→ **What the task asks**
Entries follow. Give back exactly the lines starting at the one containing "screen.compose(&game, now);" and ending at the one containing "libc::tcsetattr(fd, libc::TCSANOW, &termios);", and no other lines.

======== Information given ========

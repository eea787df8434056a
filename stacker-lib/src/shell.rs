use smart_leds::RGB8;

use crate::common::{ButtonPad, Clock, PixelDisplay, Prng, Timer, FRAME_MILLIS};
use crate::frame::{FrameBuffer, SCREEN_SIZE};
use crate::game::{Outcome, Stacker};
use crate::log::info;

// How long the well frame stays lit after a line clear
const FLASH_MILLIS: u64 = 100;

/// Drives one block-stacker session forever: sample the pad, advance the
/// engine, redraw, then yield to the platform timer until the next frame.
pub async fn run_stacker<D, P, C, T, F>(
    display: &mut D,
    pad: &mut P,
    clock: &C,
    timer: &T,
    seed_fn: F,
) where
    D: PixelDisplay,
    P: ButtonPad,
    C: Clock,
    T: Timer,
    F: Fn() -> u32,
{
    let mut pixels: [RGB8; SCREEN_SIZE] = [RGB8::default(); SCREEN_SIZE];
    let mut screen = FrameBuffer::new();
    let mut game = Stacker::new(Prng::new(seed_fn()), clock.now_millis());
    let mut flash_until = 0;

    info!("block stacker running");

    loop {
        let buttons = pad.poll().await;
        let now = clock.now_millis();

        match game.tick(buttons, now) {
            Outcome::Locked { lines } if lines > 0 => flash_until = now + FLASH_MILLIS,
            Outcome::Restarted => flash_until = 0,
            _ => {}
        }

        screen.compose(&game, now);
        if now < flash_until {
            screen.highlight_border();
        }
        screen.render(&mut pixels);
        display.write(&pixels).await;

        timer.sleep_millis(FRAME_MILLIS).await;
    }
}
use std::io::{self, Read};
use std::sync::{Arc, Mutex};
use std::time::Duration;
use stacker_lib::common::ButtonPad;
use stacker_lib::Buttons;

// Store original terminal state for restoration
static mut ORIGINAL_TERMIOS: Option<libc::termios> = None;

// Platform-specific raw terminal setup
#[cfg(unix)]
pub fn enable_raw_mode() {
    use std::os::unix::io::AsRawFd;
    unsafe {
        let fd = io::stdin().as_raw_fd();
        let mut termios: libc::termios = std::mem::zeroed();
        libc::tcgetattr(fd, &mut termios);

        ORIGINAL_TERMIOS = Some(termios);

        termios.c_lflag &= !(libc::ICANON | libc::ECHO);
        termios.c_cc[libc::VMIN] = 0;
        termios.c_cc[libc::VTIME] = 0;

        libc::tcsetattr(fd, libc::TCSANOW, &termios);

        let flags = libc::fcntl(fd, libc::F_GETFL);
        libc::fcntl(fd, libc::F_SETFL, flags | libc::O_NONBLOCK);
    }
}

#[cfg(unix)]
pub fn restore_terminal() {
    use std::os::unix::io::AsRawFd;
    unsafe {
        if let Some(original) = ORIGINAL_TERMIOS {
            let fd = io::stdin().as_raw_fd();
            libc::tcsetattr(fd, libc::TCSANOW, &original);

            let flags = libc::fcntl(fd, libc::F_GETFL);
            libc::fcntl(fd, libc::F_SETFL, flags & !libc::O_NONBLOCK);
        }
    }
}

#[cfg(not(unix))]
pub fn enable_raw_mode() {
    // No-op for non-Unix systems
}

#[cfg(not(unix))]
pub fn restore_terminal() {
    // No-op for non-Unix systems
}

#[derive(Debug, Clone, Copy, PartialEq)]
enum KeyEvent {
    Left,
    Right,
    Rotate,
    Drop,
    FastToggle,
    Restart,
    Quit,
    None,
}

/// A terminal only reports key presses, never releases. Every press is
/// reported as held for exactly one poll, with a released poll in between
/// when the same key repeats. Fast-drop has no natural "held" on a keyboard
/// so `f` toggles it.
#[derive(Default)]
struct PadState {
    pending: Buttons,
    last: Buttons,
    fast: bool,
}

impl PadState {
    fn press(&mut self, key: KeyEvent) {
        match key {
            KeyEvent::Left => self.pending.left = true,
            KeyEvent::Right => self.pending.right = true,
            KeyEvent::Rotate => self.pending.rotate = true,
            KeyEvent::Drop => self.pending.soft_drop = true,
            KeyEvent::Restart => self.pending.restart = true,
            KeyEvent::FastToggle => self.fast = !self.fast,
            KeyEvent::Quit | KeyEvent::None => {}
        }
    }

    fn take(&mut self) -> Buttons {
        let last = self.last;
        let pending = &mut self.pending;
        let out = Buttons {
            left: pulse(&mut pending.left, last.left),
            right: pulse(&mut pending.right, last.right),
            rotate: pulse(&mut pending.rotate, last.rotate),
            soft_drop: pulse(&mut pending.soft_drop, last.soft_drop),
            fast_drop: self.fast,
            restart: pulse(&mut pending.restart, last.restart),
        };
        self.last = out;
        out
    }
}

// Reports a pending press unless the key was already down on the last poll;
// in that case it is kept for the next one.
fn pulse(pending: &mut bool, was_down: bool) -> bool {
    if *pending && !was_down {
        *pending = false;
        true
    } else {
        false
    }
}

pub struct ConsoleButtonPad {
    state: Arc<Mutex<PadState>>,
    _input_thread: std::thread::JoinHandle<()>,
}

impl ConsoleButtonPad {
    pub fn new() -> Self {
        let state = Arc::new(Mutex::new(PadState::default()));
        let state_clone = state.clone();

        let input_thread = std::thread::spawn(move || loop {
            let key = Self::read_key();
            if key != KeyEvent::None {
                if key == KeyEvent::Quit {
                    restore_terminal();
                    println!("\nTerminal restored. Goodbye!");
                    std::process::exit(0);
                }
                if let Ok(mut state) = state_clone.lock() {
                    state.press(key);
                }
            }

            std::thread::sleep(Duration::from_millis(5));
        });

        Self {
            state,
            _input_thread: input_thread,
        }
    }

    fn read_key() -> KeyEvent {
        let mut buffer = [0; 1];
        let mut stdin = io::stdin();

        match stdin.read(&mut buffer) {
            Ok(1) => match buffer[0] {
                27 => {
                    let mut seq = [0; 2];
                    if stdin.read(&mut seq).unwrap_or(0) == 2 {
                        match seq {
                            [91, 65] => KeyEvent::Rotate, // [A
                            [91, 66] => KeyEvent::Drop,   // [B
                            [91, 67] => KeyEvent::Right,  // [C
                            [91, 68] => KeyEvent::Left,   // [D
                            _ => KeyEvent::None,
                        }
                    } else {
                        KeyEvent::None
                    }
                }
                b' ' | b'w' | b'W' => KeyEvent::Rotate,
                b'a' | b'A' => KeyEvent::Left,
                b'd' | b'D' => KeyEvent::Right,
                b's' | b'S' => KeyEvent::Drop,
                b'f' | b'F' => KeyEvent::FastToggle,
                b'\n' | b'\r' | b'r' | b'R' => KeyEvent::Restart,
                b'q' | b'Q' => KeyEvent::Quit,
                _ => KeyEvent::None,
            },
            _ => KeyEvent::None,
        }
    }
}

impl ButtonPad for ConsoleButtonPad {
    async fn poll(&mut self) -> Buttons {
        match self.state.lock() {
            Ok(mut state) => state.take(),
            Err(_) => Buttons::default(),
        }
    }
}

========

→ **Solution to this exercise**
        screen.compose(&game, now);
        if now < flash_until {
            screen.highlight_border();
        }
        screen.render(&mut pixels);
        display.write(&pixels).await;

        timer.sleep_millis(FRAME_MILLIS).await;
    }
}
use std::io::{self, Read};
use std::sync::{Arc, Mutex};
use std::time::Duration;
use stacker_lib::common::ButtonPad;
use stacker_lib::Buttons;

// Store original terminal state for restoration
static mut ORIGINAL_TERMIOS: Option<libc::termios> = None;

// Platform-specific raw terminal setup
#[cfg(unix)]
pub fn enable_raw_mode() {
    use std::os::unix::io::AsRawFd;
    unsafe {
        let fd = io::stdin().as_raw_fd();
        let mut termios: libc::termios = std::mem::zeroed();
        libc::tcgetattr(fd, &mut termios);

        ORIGINAL_TERMIOS = Some(termios);

        termios.c_lflag &= !(libc::ICANON | libc::ECHO);
        termios.c_cc[libc::VMIN] = 0;
        termios.c_cc[libc::VTIME] = 0;

        libc::tcsetattr(fd, libc::TCSANOW, &termios);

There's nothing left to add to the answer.